Analysis for The Conversation Curious Kids section by Dr Sara Webb from the Centre of Astrophysics and Supercomputing

What are gravitational waves? – Millie, age 10, Sydney

What a great question Millie!

To answer this we have to travel back in time, to the year 1916. This is the year famous physicist Albert Einstein published his general theory of relativity.

Einstein had figured out how to explain gravity within the Universe using maths. Gravity is the force that keeps us on Earth, and Earth orbiting around the Sun. Until 1916 there had been many theories to try and explain what gravity was and why it exists. But Einstein suggested that gravity was the bending of something called space-time.

You can think of space-time like the fabric of the Universe. It’s what makes up the space we live in. Without it we wouldn’t have a Universe, and that wouldn’t be very fun.

A space-time trampoline

Curved space-time is responsible for the effects of gravity. A trampoline is a great way for us to picture this on a flat surface.

Imagine you place a heavy bowling ball in the centre of a trampoline – its mass bends the fabric, and it creates a dip. Now, if we tried to roll a marble across the trampoline, it would roll inwards and around the bowling ball.

That’s all gravity is: the distortion of the space-time fabric, affecting how things move.

If a heavy thing like a bowling ball stretches the trampoline, a marble will roll towards it in a circle. Image: Author provided

This is what Einstein’s famous equations helped to explain – how we can expect space-time to move under different conditions. We know that in the Universe, nothing stands still. Everything is always moving, and when objects speed up through space-time, they can create small ripples, just like a pebble in a pond.

These ripples are what we call gravitational waves. Our Universe is likely full of these tiny waves, like an ocean with waves moving in all different directions.

But unlike the ocean, gravitational waves are incredibly small and won’t be rocking Earth about. When first predicted by Einstein, he doubted if we’d ever be able to detect them because of how teeny tiny they should be.
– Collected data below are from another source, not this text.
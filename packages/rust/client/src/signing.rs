//! Hex and HMAC-SHA256 primitives used to sign admin tokens.

use hmac::{Hmac, Mac};
use sha2::Sha256;

use ghostwriter_shared::MalformedInput;

type HmacSha256 = Hmac<Sha256>;

/// Decode a hex string, two characters per byte, case-insensitively.
///
/// Fails on odd length or any character outside `[0-9a-fA-F]`.
pub fn hex_decode(s: &str) -> Result<Vec<u8>, MalformedInput> {
    Ok(hex::decode(s)?)
}

/// Lowercase hex encoding.
pub fn hex_encode(bytes: &[u8]) -> String {
    hex::encode(bytes)
}

/// Keyed HMAC-SHA256 of `message`.
pub fn hmac_sha256(key: &[u8], message: &[u8]) -> Vec<u8> {
    // HMAC accepts keys of any length, so construction cannot fail.
    let mut mac = <HmacSha256 as Mac>::new_from_slice(key).expect("HMAC can take key of any size");
    mac.update(message);
    mac.finalize().into_bytes().to_vec()
}

#[cfg(test)]
mod tests {
    use super::*;

    #[test]
    fn hex_roundtrip() {
        let samples: [&[u8]; 4] = [b"", b"\x00", b"\xde\xad\xbe\xef", &[0u8, 1, 127, 128, 255]];
        for bytes in samples {
            assert_eq!(hex_decode(&hex_encode(bytes)).unwrap(), bytes);
        }
    }

    #[test]
    fn hex_decode_is_case_insensitive() {
        assert_eq!(hex_decode("DeadBEEF").unwrap(), vec![0xde, 0xad, 0xbe, 0xef]);
    }

    #[test]
    fn hex_decode_rejects_odd_length() {
        assert!(hex_decode("abc").is_err());
    }

    #[test]
    fn hex_decode_rejects_non_hex() {
        assert!(hex_decode("zz").is_err());
        assert!(hex_decode("0g").is_err());
    }

    #[test]
    fn hmac_matches_rfc4231_case_2() {
        let mac = hmac_sha256(b"Jefe", b"what do ya want for nothing?");
        assert_eq!(
            hex_encode(&mac),
            "5bdcc146bf60754e6a042426089575c75a003f089d2739839dec58b964ec3843"
        );
    }
}
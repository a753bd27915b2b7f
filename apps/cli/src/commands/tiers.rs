use clap::{Args, Subcommand};
use color_eyre::eyre::Result;
use ghostwriter_client::models::Tier;
use ghostwriter_client::{TierPayload, TierVisibility, create, ensure_has_updates, find, update};

use super::{Ctx, ListArgs, fetch_listing, non_empty};
use crate::output::{self, Table};

/// Currency applied to new paid tiers when none is given.
const DEFAULT_CURRENCY: &str = "usd";

#[derive(Subcommand)]
pub(crate) enum TierAction {
    /// List tiers.
    List(ListArgs),

    /// Get a tier by ID or slug.
    Get { id_or_slug: String },

    /// Create a tier.
    Create {
        name: String,

        #[command(flatten)]
        fields: TierFields,
    },

    /// Update a tier.
    Update {
        id_or_slug: String,

        /// New tier name.
        #[arg(long)]
        name: Option<String>,

        #[command(flatten)]
        fields: TierFields,
    },
}

#[derive(Args, Debug, Default)]
pub(crate) struct TierFields {
    #[arg(long)]
    pub slug: Option<String>,

    #[arg(long)]
    pub description: Option<String>,

    /// Monthly price in minor units (cents).
    #[arg(long)]
    pub monthly_price: Option<u64>,

    /// Yearly price in minor units (cents).
    #[arg(long)]
    pub yearly_price: Option<u64>,

    /// Currency code, e.g. usd.
    #[arg(long)]
    pub currency: Option<String>,

    /// Visibility: public or none.
    #[arg(long)]
    pub visibility: Option<TierVisibility>,

    /// Trial period in days.
    #[arg(long)]
    pub trial_days: Option<u32>,

    /// Set active status (true/false).
    #[arg(long)]
    pub active: Option<bool>,

    #[arg(long)]
    pub welcome_page_url: Option<String>,
}

impl TierFields {
    fn into_payload(self, name: Option<String>) -> TierPayload {
        TierPayload {
            name: non_empty(name),
            slug: non_empty(self.slug),
            description: non_empty(self.description),
            monthly_price: self.monthly_price,
            yearly_price: self.yearly_price,
            currency: non_empty(self.currency).map(|c| c.to_lowercase()),
            visibility: self.visibility,
            trial_days: self.trial_days,
            active: self.active,
            welcome_page_url: non_empty(self.welcome_page_url),
        }
    }
}

fn create_payload(name: String, fields: TierFields) -> TierPayload {
    let mut payload = fields.into_payload(Some(name));
    let priced = payload.monthly_price.is_some() || payload.yearly_price.is_some();
    if priced && payload.currency.is_none() {
        payload.currency = Some(DEFAULT_CURRENCY.to_string());
    }
    payload
}

pub(crate) async fn run(ctx: &Ctx<'_>, action: TierAction) -> Result<()> {
    match action {
        TierAction::List(args) => {
            let tiers: Vec<Tier> = fetch_listing(ctx, &args).await?;
            if ctx.json() {
                return output::print_json(&tiers);
            }

            let mut table = Table::new(&["ID", "NAME", "TYPE", "ACTIVE", "MONTHLY", "YEARLY"]);
            for tier in &tiers {
                table.row([
                    tier.id.clone(),
                    output::truncate(&tier.name, 40),
                    tier.kind.clone(),
                    tier.active.to_string(),
                    output::price(tier.monthly_price, tier.currency.as_deref()),
                    output::price(tier.yearly_price, tier.currency.as_deref()),
                ]);
            }
            table.print();
            Ok(())
        }
        TierAction::Get { id_or_slug } => {
            let tier: Tier = find(&ctx.client, &id_or_slug).await?;
            show(ctx, &tier)
        }
        TierAction::Create { name, fields } => {
            let payload = create_payload(name, fields);
            let tier: Tier = create(&ctx.client, &payload, &Default::default()).await?;
            if !ctx.json() {
                println!("Created tier: {}", tier.name);
            }
            show(ctx, &tier)
        }
        TierAction::Update {
            id_or_slug,
            name,
            fields,
        } => {
            let payload = fields.into_payload(name);
            ensure_has_updates(&payload)?;

            let existing: Tier = find(&ctx.client, &id_or_slug).await?;
            let tier: Tier = update(&ctx.client, &existing.id, &payload, &Default::default()).await?;
            if !ctx.json() {
                println!("Updated tier: {}", tier.name);
            }
            show(ctx, &tier)
        }
    }
}

fn show(ctx: &Ctx<'_>, tier: &Tier) -> Result<()> {
    if ctx.json() {
        return output::print_json(tier);
    }
    output::print_details(&[
        ("ID", tier.id.clone()),
        ("Name", tier.name.clone()),
        ("Slug", tier.slug.clone()),
        ("Type", tier.kind.clone()),
        ("Active", tier.active.to_string()),
        ("Visibility", tier.visibility.clone()),
        ("Monthly", output::price(tier.monthly_price, tier.currency.as_deref())),
        ("Yearly", output::price(tier.yearly_price, tier.currency.as_deref())),
        ("Trial days", tier.trial_days.map(|d| d.to_string()).unwrap_or_default()),
        ("Description", output::opt(tier.description.as_deref())),
    ]);
    Ok(())
}

#[cfg(test)]
mod tests {
    use super::*;

    #[test]
    fn priced_tier_gets_default_currency() {
        let payload = create_payload(
            "Gold".into(),
            TierFields {
                monthly_price: Some(500),
                ..Default::default()
            },
        );
        assert_eq!(payload.currency.as_deref(), Some("usd"));
        assert_eq!(payload.name.as_deref(), Some("Gold"));
    }

    #[test]
    fn free_tier_has_no_currency() {
        let payload = create_payload("Free".into(), TierFields::default());
        assert!(payload.currency.is_none());
    }

    #[test]
    fn update_sends_only_given_fields() {
        let payload = TierFields {
            trial_days: Some(7),
            currency: Some("EUR".into()),
            ..Default::default()
        }
        .into_payload(None);

        assert_eq!(
            serde_json::to_value(&payload).unwrap(),
            serde_json::json!({"currency": "eur", "trial_days": 7})
        );
    }
}
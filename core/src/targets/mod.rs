//! Share target discovery bookkeeping
//!
//! Contains:
//! - Targets manager: dedup of radio noise onto stable sessions
//! - Discovery cache: retention entries for transiently lost targets

pub mod cache;
pub mod manager;

pub use cache::DiscoveryCacheEntry;
pub use manager::OutgoingTargetsManager;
I would love to know what he would think today. Not only have we detected gravitational waves, but we’ve detected 90 unique events! This is one of the biggest achievements in physics, and how they did it was nothing short of amazing.

Squeeze and stretch

When a gravitational wave passes through Earth, it squeezes or stretches the whole planet in the direction it travels. If we tried to measure it with something like a ruler, the ruler would appear to be the same length because the numbers on the ruler would also be stretched or squeezed, and wouldn’t change.

But scientists have a trick: they can use light, because light can only travel a certain distance over a certain time. If space is stretched out, the light has to travel a little bit farther, and takes longer. Vice versa for when space in squeezed.

The trick to knowing if space has been squeezed or stretched is to measure it in two directions, and calculate the difference. Unfortunately for us it isn’t something that is easy to measure.

The difference in the distance we’re looking for is 1,000 times smaller then a really tiny particle called a proton. To really blow your mind, our bodies have around 10 octillion protons (10,000,000,000,000,000,000,000,000,000).

It’s an insanely small change we needed to detect, but thankfully clever scientists and engineers figured out a way to do it, and you can learn more about these detectors in the video below.

Gravitational waves have given us new eyes to our Universe, allowing us to “see” things like black holes and neutron stars crashing together – because we can finally detect the tiny ripples they create.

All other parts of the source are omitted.